[Stored data entries]
◇ ◇ ◇ ◇

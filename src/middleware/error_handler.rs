use axum::{
    body::{Body, to_bytes},
    http::{Request, header::CONTENT_LENGTH},
    middleware::Next,
    response::Response,
};
use tracing::{debug, error};

const MAX_LOGGED_BODY: usize = 4096;

pub async fn log_errors(req: Request<Body>, next: Next) -> Response {
    let method = req.method().clone();
    let path = req.uri().path().to_owned();
    let response = next.run(req).await;
    let status = response.status();

    if status.is_client_error() {
        debug!("{} {} -> {}", method, path, status);
        return response;
    }
    if !status.is_server_error() {
        return response;
    }

    let (mut parts, body) = response.into_parts();
    let bytes = match to_bytes(body, MAX_LOGGED_BODY).await {
        Ok(b) => b,
        Err(e) => {
            error!("Failed to read error response body: {}", e);
            return Response::from_parts(parts, Body::empty());
        }
    };

    error!(
        "Server error occurred - {} {} - Status: {}, Body: {}",
        method,
        path,
        parts.status,
        String::from_utf8_lossy(&bytes)
    );

    // 重置body以便重新构建响应
    parts.headers.remove(CONTENT_LENGTH);
    Response::from_parts(parts, Body::from(bytes))
}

◇ ◇ ◇ ◇

### Task prompt
Exactly as they are written, print the entries again.

### Result
filename src/middleware/error_handler.rs
use axum::{
    body::{Body, to_bytes},
    http::{Request, header::CONTENT_LENGTH},
    middleware::Next,
    response::Response,
};
use tracing::{debug, error};

const MAX_LOGGED_BODY: usize = 4096;

pub async fn log_errors(req: Request<Body>, next: Next) -> Response {
    let method = req.method().clone();
    let path = req.uri().path().to_owned();
    let response = next.run(req).await;
    let status = response.status();

    if status.is_client_error() {
        debug!("{} {} -> {}", method, path, status);
        return response;
    }
    if !status.is_server_error() {
        return response;
    }

    let (mut parts, body) = response.into_parts();
    let bytes = match to_bytes(body, MAX_LOGGED_BODY).await {
        Ok(b) => b,
        Err(e) => {
            error!("Failed to read error response body: {}", e);
            return Response::from_parts(parts, Body::empty());
        }
    };

    error!(
        "Server error occurred - {} {} - Status: {}, Body: {}",
        method,
        path,
        parts.status,
        String::from_utf8_lossy(&bytes)
    );

    // 重置body以便重新构建响应
    parts.headers.remove(CONTENT_LENGTH);
    Response::from_parts(parts, Body::from(bytes))
}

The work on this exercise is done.